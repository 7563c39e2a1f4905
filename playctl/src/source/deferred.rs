//! Deferred media period
//!
//! A [`DeferredPeriod`] is handed to the playback coordinator before the media
//! source that will back it can create the real ("live") period. The
//! coordinator can already call `prepare`, poll for errors and ask about
//! loading; once the source is ready, [`DeferredPeriod::create_period`]
//! creates the live period and replays the pending prepare call.
//!
//! Preparation progress from the live period flows through an internal relay
//! that re-addresses callbacks to the deferred period's id, forwards them to
//! the coordinator's callback and notifies an optional [`PrepareListener`].

use crate::error::{Error, LoadError, Result};
use crate::source::allocator::SharedAllocator;
use crate::source::media_source::SharedMediaSource;
use crate::source::period::{
    MediaPeriod, MediaPeriodId, PeriodCallback, SeekParameters, SharedPeriodCallback,
};
use crate::source::sample_stream::SharedSampleStream;
use crate::source::track::TrackGroupArray;
use crate::track_selection::TrackSelection;
use std::cell::{Cell, RefCell};
use std::rc::Rc;
use tracing::{debug, warn};

/// Listener for preparation events of a deferred period
pub trait PrepareListener {
    /// Preparing the period completed
    fn on_prepare_complete(&self, id: &MediaPeriodId);

    /// First error while refreshing source info or preparing the period
    fn on_prepare_error(&self, id: &MediaPeriodId, error: &LoadError);
}

/// Relays live period callbacks to the coordinator under the deferred id
struct PrepareRelay {
    id: MediaPeriodId,
    callback: RefCell<Option<SharedPeriodCallback>>,
    listener: RefCell<Option<Rc<dyn PrepareListener>>>,
    notified_prepare_complete: Cell<bool>,
}

impl PrepareRelay {
    fn callback(&self) -> Option<SharedPeriodCallback> {
        self.callback.borrow().clone()
    }

    fn listener(&self) -> Option<Rc<dyn PrepareListener>> {
        self.listener.borrow().clone()
    }
}

impl PeriodCallback for PrepareRelay {
    fn on_prepared(&self, _live_id: &MediaPeriodId) {
        match self.callback() {
            Some(callback) => callback.on_prepared(&self.id),
            None => warn!("Period {} prepared without a registered callback", self.id),
        }
        if self.notified_prepare_complete.get() {
            return;
        }
        if let Some(listener) = self.listener() {
            self.notified_prepare_complete.set(true);
            listener.on_prepare_complete(&self.id);
        }
    }

    fn on_continue_loading_requested(&self, _live_id: &MediaPeriodId) {
        if let Some(callback) = self.callback() {
            callback.on_continue_loading_requested(&self.id);
        }
    }
}

/// Media period that defers creating its live period until the source is ready
pub struct DeferredPeriod {
    id: MediaPeriodId,
    source: SharedMediaSource,
    allocator: SharedAllocator,
    relay: Rc<PrepareRelay>,
    live: Option<Box<dyn MediaPeriod>>,
    created: bool,
    prepare_called: bool,
    prepare_position_us: i64,
    prepare_position_override_us: Option<i64>,
    notified_prepare_error: bool,
}

impl DeferredPeriod {
    /// Create a deferred period
    ///
    /// # Arguments
    /// * `source` - Source that will create the live period
    /// * `id` - Id of this period
    /// * `allocator` - Allocator passed on to the live period
    /// * `prepare_position_us` - Expected start position
    pub fn new(
        source: SharedMediaSource,
        id: MediaPeriodId,
        allocator: SharedAllocator,
        prepare_position_us: i64,
    ) -> Self {
        let relay = Rc::new(PrepareRelay {
            id: id.clone(),
            callback: RefCell::new(None),
            listener: RefCell::new(None),
            notified_prepare_complete: Cell::new(false),
        });
        Self {
            id,
            source,
            allocator,
            relay,
            live: None,
            created: false,
            prepare_called: false,
            prepare_position_us,
            prepare_position_override_us: None,
            notified_prepare_error: false,
        }
    }

    pub fn id(&self) -> &MediaPeriodId {
        &self.id
    }

    /// Source this period was created for
    pub fn source(&self) -> &SharedMediaSource {
        &self.source
    }

    /// Set a listener for preparation events
    ///
    /// With a listener set, [`DeferredPeriod::maybe_throw_prepare_error`] no
    /// longer returns errors; the first one is passed to the listener instead.
    pub fn set_prepare_listener(&mut self, listener: Rc<dyn PrepareListener>) {
        *self.relay.listener.borrow_mut() = Some(listener);
    }

    /// Position the period was asked to prepare at
    pub fn prepare_position_us(&self) -> i64 {
        self.prepare_position_us
    }

    /// Pending prepare position override, if any
    pub fn prepare_position_override_us(&self) -> Option<i64> {
        self.prepare_position_override_us
    }

    /// Override the position at which the live period is prepared
    ///
    /// Must be called before [`DeferredPeriod::create_period`] to affect the
    /// live period's prepare call. It always applies to the first
    /// `select_tracks` call made at the original prepare position.
    pub fn override_prepare_position_us(&mut self, position_us: i64) {
        if self.created {
            warn!(
                "Prepare position override {}us set after period {} was created",
                position_us, self.id
            );
        }
        self.prepare_position_override_us = Some(position_us);
    }

    /// Whether a live period currently backs this period
    pub fn is_created(&self) -> bool {
        self.live.is_some()
    }

    /// Create the live period and replay a pending prepare call
    ///
    /// # Errors
    /// Returns [`Error::PeriodAlreadyCreated`] if called more than once.
    pub fn create_period(&mut self, id: &MediaPeriodId) -> Result<()> {
        if self.created {
            return Err(Error::PeriodAlreadyCreated(self.id.clone()));
        }
        let position_us = self.effective_prepare_position_us();
        debug!(
            "Creating live period {} for deferred period {} at {}us",
            id, self.id, position_us
        );
        let mut live = self
            .source
            .borrow_mut()
            .create_period(id, Rc::clone(&self.allocator), position_us);
        self.created = true;
        if self.prepare_called {
            live.prepare(self.relay_callback(), position_us);
        }
        self.live = Some(live);
        Ok(())
    }

    /// Release the live period back to the source
    ///
    /// Safe to call before the live period exists and safe to repeat.
    pub fn release_period(&mut self) {
        if let Some(live) = self.live.take() {
            debug!("Releasing live period of {}", self.id);
            self.source.borrow_mut().release_period(live);
        }
    }

    /// Start preparing
    ///
    /// The callback is stored; if the live period exists it is prepared right
    /// away, otherwise when it is created. The live period is always prepared
    /// at the deferred prepare position (with any override applied), not at
    /// `position_us`.
    pub fn prepare(&mut self, callback: SharedPeriodCallback, position_us: i64) {
        *self.relay.callback.borrow_mut() = Some(callback);
        self.prepare_called = true;
        let effective_us = self.effective_prepare_position_us();
        if position_us != effective_us {
            debug!(
                "Period {} prepare requested at {}us, using {}us",
                self.id, position_us, effective_us
            );
        }
        let relay = self.relay_callback();
        if let Some(live) = self.live.as_mut() {
            live.prepare(relay, effective_us);
        }
    }

    /// Check for a pending source or preparation error
    ///
    /// Before the live period exists the source's refresh error is checked,
    /// afterwards the live period's prepare error. With a prepare listener set
    /// the first error goes to the listener (exactly once) and `Ok` is returned.
    pub fn maybe_throw_prepare_error(&mut self) -> std::result::Result<(), LoadError> {
        let result = match &self.live {
            Some(live) => live.maybe_throw_prepare_error(),
            None => self.source.borrow().maybe_throw_source_info_refresh_error(),
        };
        let Err(error) = result else {
            return Ok(());
        };
        let Some(listener) = self.relay.listener() else {
            return Err(error);
        };
        if !self.notified_prepare_error {
            self.notified_prepare_error = true;
            warn!("Period {} failed to prepare: {}", self.id, error);
            listener.on_prepare_error(&self.id, &error);
        }
        Ok(())
    }

    pub fn track_groups(&self) -> Result<TrackGroupArray> {
        Ok(self.live()?.track_groups())
    }

    /// Apply a track selection on the live period
    ///
    /// A pending prepare position override replaces `position_us` when it
    /// equals the original prepare position; the override is then cleared.
    pub fn select_tracks(
        &mut self,
        selections: &[Option<Box<dyn TrackSelection>>],
        may_retain_stream_flags: &[bool],
        streams: &mut [Option<SharedSampleStream>],
        stream_reset_flags: &mut [bool],
        position_us: i64,
    ) -> Result<i64> {
        let mut position_us = position_us;
        if let Some(override_us) = self.prepare_position_override_us {
            if position_us == self.prepare_position_us {
                debug!(
                    "Period {} selecting tracks at override {}us instead of {}us",
                    self.id, override_us, position_us
                );
                position_us = override_us;
                self.prepare_position_override_us = None;
            }
        }
        Ok(self.live_mut()?.select_tracks(
            selections,
            may_retain_stream_flags,
            streams,
            stream_reset_flags,
            position_us,
        ))
    }

    pub fn discard_buffer(&mut self, position_us: i64, to_keyframe: bool) -> Result<()> {
        self.live_mut()?.discard_buffer(position_us, to_keyframe);
        Ok(())
    }

    pub fn read_discontinuity(&mut self) -> Result<i64> {
        Ok(self.live_mut()?.read_discontinuity())
    }

    pub fn buffered_position_us(&self) -> Result<i64> {
        Ok(self.live()?.buffered_position_us())
    }

    pub fn seek_to_us(&mut self, position_us: i64) -> Result<i64> {
        Ok(self.live_mut()?.seek_to_us(position_us))
    }

    pub fn adjusted_seek_position_us(
        &self,
        position_us: i64,
        seek_parameters: SeekParameters,
    ) -> Result<i64> {
        Ok(self
            .live()?
            .adjusted_seek_position_us(position_us, seek_parameters))
    }

    pub fn next_load_position_us(&self) -> Result<i64> {
        Ok(self.live()?.next_load_position_us())
    }

    pub fn reevaluate_buffer(&mut self, position_us: i64) -> Result<()> {
        self.live_mut()?.reevaluate_buffer(position_us);
        Ok(())
    }

    /// Continue loading; `false` while no live period exists
    pub fn continue_loading(&mut self, position_us: i64) -> bool {
        self.live
            .as_mut()
            .is_some_and(|live| live.continue_loading(position_us))
    }

    /// Whether the live period is loading; `false` while none exists
    pub fn is_loading(&self) -> bool {
        self.live.as_ref().is_some_and(|live| live.is_loading())
    }

    fn effective_prepare_position_us(&self) -> i64 {
        self.prepare_position_override_us
            .unwrap_or(self.prepare_position_us)
    }

    fn relay_callback(&self) -> SharedPeriodCallback {
        Rc::clone(&self.relay) as SharedPeriodCallback
    }

    fn live(&self) -> Result<&dyn MediaPeriod> {
        self.live
            .as_deref()
            .ok_or_else(|| Error::PeriodUnavailable(self.id.clone()))
    }

    fn live_mut(&mut self) -> Result<&mut (dyn MediaPeriod + 'static)> {
        match self.live.as_deref_mut() {
            Some(live) => Ok(live),
            None => Err(Error::PeriodUnavailable(self.id.clone())),
        }
    }
}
========
From the first line of the records through the line with "fn on_prepare_complete(&self, id: &MediaPeriodId);", retype everything word for word, including both ends.

repository 7563c39e2a1f4905
filename playctl/src/source/deferred.rs
//! Deferred media period
//!
//! A [`DeferredPeriod`] is handed to the playback coordinator before the media
//! source that will back it can create the real ("live") period. The
//! coordinator can already call `prepare`, poll for errors and ask about
//! loading; once the source is ready, [`DeferredPeriod::create_period`]
//! creates the live period and replays the pending prepare call.
//!
//! Preparation progress from the live period flows through an internal relay
//! that re-addresses callbacks to the deferred period's id, forwards them to
//! the coordinator's callback and notifies an optional [`PrepareListener`].

use crate::error::{Error, LoadError, Result};
use crate::source::allocator::SharedAllocator;
use crate::source::media_source::SharedMediaSource;
use crate::source::period::{
    MediaPeriod, MediaPeriodId, PeriodCallback, SeekParameters, SharedPeriodCallback,
};
use crate::source::sample_stream::SharedSampleStream;
use crate::source::track::TrackGroupArray;
use crate::track_selection::TrackSelection;
use std::cell::{Cell, RefCell};
use std::rc::Rc;
use tracing::{debug, warn};

/// Listener for preparation events of a deferred period
pub trait PrepareListener {
    /// Preparing the period completed
    fn on_prepare_complete(&self, id: &MediaPeriodId);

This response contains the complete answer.